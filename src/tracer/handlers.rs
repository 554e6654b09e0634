use syscalls::Sysno;

use crate::error::Result;

use super::memory;
use super::ptracer::Ptracer;
use super::state::TraceeState;

/// A determinization handler for one syscall.
///
/// `enter` runs at the seccomp pre-hook, before the kernel executes the
/// syscall; its return value tells the supervisor whether to stop again at
/// syscall-exit so `exit` can run. Handlers rewrite tracee registers and
/// memory through the `Ptracer`; they never touch the supervisor's own
/// bookkeeping beyond the state entry they are handed.
pub trait SyscallHandler: std::fmt::Debug {
    fn sysno(&self) -> Sysno;

    fn name(&self) -> &'static str {
        self.sysno().name()
    }

    fn enter(&self, _state: &mut TraceeState, _tracer: &mut Ptracer) -> Result<bool> {
        Ok(false)
    }

    fn exit(&self, _state: &mut TraceeState, _tracer: &mut Ptracer) -> Result<()> {
        Ok(())
    }
}

/// Syscalls that are intercepted only so the filter table stays closed;
/// the kernel's behavior is already deterministic for our purposes.
#[derive(Debug)]
pub struct Passthrough(pub Sysno);

impl SyscallHandler for Passthrough {
    fn sysno(&self) -> Sysno {
        self.0
    }
}

/// Deterministic syscalls whose return value is still worth observing at
/// the exit stop (e.g. `getpid`).
#[derive(Debug)]
pub struct Observed(pub Sysno);

impl SyscallHandler for Observed {
    fn sysno(&self) -> Sysno {
        self.0
    }

    fn enter(&self, _state: &mut TraceeState, _tracer: &mut Ptracer) -> Result<bool> {
        Ok(true)
    }

    fn exit(&self, state: &mut TraceeState, tracer: &mut Ptracer) -> Result<()> {
        log::debug!(
            "[pid {}] {} -> {}",
            state.pid,
            self.name(),
            tracer.return_value()
        );
        Ok(())
    }
}

/// `time`, `gettimeofday`, `clock_gettime`: the tracee observes the
/// logical clock instead of wall time.
#[derive(Debug)]
pub struct LogicalClock(pub Sysno);

impl SyscallHandler for LogicalClock {
    fn sysno(&self) -> Sysno {
        self.0
    }

    fn enter(&self, _state: &mut TraceeState, _tracer: &mut Ptracer) -> Result<bool> {
        Ok(true)
    }

    fn exit(&self, state: &mut TraceeState, tracer: &mut Ptracer) -> Result<()> {
        let seconds = state.logical_time() as i64;
        match self.0 {
            Sysno::time => {
                let out = tracer.arg(0);
                if out != 0 {
                    memory::write_struct(state.pid, out, &seconds)?;
                }
                tracer.set_return_value(state.pid, seconds)?;
            }
            Sysno::gettimeofday => {
                let out = tracer.arg(0);
                if out != 0 && tracer.return_value() == 0 {
                    let tv = libc::timeval {
                        tv_sec: seconds,
                        tv_usec: 0,
                    };
                    memory::write_struct(state.pid, out, &tv)?;
                }
            }
            Sysno::clock_gettime => {
                let out = tracer.arg(1);
                if out != 0 && tracer.return_value() == 0 {
                    let ts = libc::timespec {
                        tv_sec: seconds,
                        tv_nsec: 0,
                    };
                    memory::write_struct(state.pid, out, &ts)?;
                }
            }
            _ => {}
        }
        Ok(())
    }
}

/// `getrandom`: the buffer is refilled from a keystream seeded by the
/// logical clock, so every run reads the same "entropy".
#[derive(Debug)]
pub struct Entropy(pub Sysno);

impl SyscallHandler for Entropy {
    fn sysno(&self) -> Sysno {
        self.0
    }

    fn enter(&self, _state: &mut TraceeState, _tracer: &mut Ptracer) -> Result<bool> {
        Ok(true)
    }

    fn exit(&self, state: &mut TraceeState, tracer: &mut Ptracer) -> Result<()> {
        let filled = tracer.return_value();
        if filled > 0 {
            let bytes = keystream(state.logical_time(), filled as usize);
            memory::write_memory(state.pid, tracer.arg(0), &bytes)?;
        }
        Ok(())
    }
}

/// `nanosleep`: the requested duration is zeroed at entry so the call
/// completes immediately, and `rem` is zeroed on the way out.
#[derive(Debug)]
pub struct InstantSleep(pub Sysno);

impl SyscallHandler for InstantSleep {
    fn sysno(&self) -> Sysno {
        self.0
    }

    fn enter(&self, state: &mut TraceeState, tracer: &mut Ptracer) -> Result<bool> {
        let req = tracer.arg(0);
        if req != 0 {
            let zero = libc::timespec {
                tv_sec: 0,
                tv_nsec: 0,
            };
            memory::write_struct(state.pid, req, &zero)?;
        }
        Ok(true)
    }

    fn exit(&self, state: &mut TraceeState, tracer: &mut Ptracer) -> Result<()> {
        let rem = tracer.arg(1);
        if rem != 0 && tracer.return_value() == 0 {
            let zero = libc::timespec {
                tv_sec: 0,
                tv_nsec: 0,
            };
            memory::write_struct(state.pid, rem, &zero)?;
        }
        Ok(())
    }
}

/// `getrusage` and `sysinfo`: the kernel-filled struct is zeroed, which is
/// both deterministic and honest about what we can promise.
#[derive(Debug)]
pub struct ZeroedStat(pub Sysno);

impl SyscallHandler for ZeroedStat {
    fn sysno(&self) -> Sysno {
        self.0
    }

    fn enter(&self, _state: &mut TraceeState, _tracer: &mut Ptracer) -> Result<bool> {
        Ok(true)
    }

    fn exit(&self, state: &mut TraceeState, tracer: &mut Ptracer) -> Result<()> {
        if tracer.return_value() != 0 {
            return Ok(());
        }
        let (addr, len) = match self.0 {
            Sysno::getrusage => (tracer.arg(1), std::mem::size_of::<libc::rusage>()),
            Sysno::sysinfo => (tracer.arg(0), std::mem::size_of::<libc::sysinfo>()),
            _ => return Ok(()),
        };
        if addr != 0 {
            memory::write_zeros(state.pid, addr, len)?;
        }
        Ok(())
    }
}

/// `uname`: every field is pinned so kernel upgrades do not leak into the
/// tracee.
#[derive(Debug)]
pub struct PinnedUname(pub Sysno);

impl SyscallHandler for PinnedUname {
    fn sysno(&self) -> Sysno {
        self.0
    }

    fn enter(&self, _state: &mut TraceeState, _tracer: &mut Ptracer) -> Result<bool> {
        Ok(true)
    }

    fn exit(&self, state: &mut TraceeState, tracer: &mut Ptracer) -> Result<()> {
        let out = tracer.arg(0);
        if out == 0 || tracer.return_value() != 0 {
            return Ok(());
        }
        let mut uts: libc::utsname = unsafe { std::mem::zeroed() };
        fill_field(&mut uts.sysname, "Linux");
        fill_field(&mut uts.nodename, "detbox");
        fill_field(&mut uts.release, "4.8.0-detbox");
        fill_field(&mut uts.version, "#1 SMP detbox");
        fill_field(&mut uts.machine, "x86_64");
        fill_field(&mut uts.domainname, "(none)");
        memory::write_struct(state.pid, out, &uts)
    }
}

/// `fork`, `vfork`, `clone`: the supervisor short-circuits these at the
/// pre-hook to run the fork reconciler, so the handler itself has nothing
/// to do and requests no post-hook.
#[derive(Debug)]
pub struct ForkMark(pub Sysno);

impl SyscallHandler for ForkMark {
    fn sysno(&self) -> Sysno {
        self.0
    }
}

fn fill_field(field: &mut [libc::c_char; 65], value: &str) {
    for (dst, src) in field.iter_mut().zip(value.bytes()) {
        *dst = src as libc::c_char;
    }
}

/// xorshift64 keystream; the seed is the tracee's logical time, which is
/// never zero once a syscall has been intercepted.
fn keystream(seed: u64, len: usize) -> Vec<u8> {
    let mut x = seed;
    let mut out = Vec::with_capacity(len);
    while out.len() < len {
        x ^= x << 13;
        x ^= x >> 7;
        x ^= x << 17;
        let bytes = x.to_le_bytes();
        let take = std::cmp::min(8, len - out.len());
        out.extend_from_slice(&bytes[..take]);
    }
    out
}

#[cfg(test)]
mod tests {
    use super::*;

    #[test]
    fn keystream_is_reproducible() {
        assert_eq!(keystream(3, 32), keystream(3, 32));
        assert_ne!(keystream(3, 32), keystream(4, 32));
        assert_eq!(keystream(7, 5).len(), 5);
    }

    #[test]
    fn fill_field_leaves_nul_terminator() {
        let mut field = [0 as libc::c_char; 65];
        fill_field(&mut field, "Linux");
        assert_eq!(field[0] as u8, b'L');
        assert_eq!(field[5], 0);
    }

    #[test]
    fn handler_names_come_from_the_syscall_table() {
        assert_eq!(Passthrough(Sysno::read).name(), "read");
        assert_eq!(LogicalClock(Sysno::clock_gettime).name(), "clock_gettime");
        assert_eq!(ForkMark(Sysno::vfork).name(), "vfork");
    }
}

----------------

» **Prompt**:
Would you give the number of lines of the data that include the string "detbox"? Nothing else is wanted.

» **Your response**:
3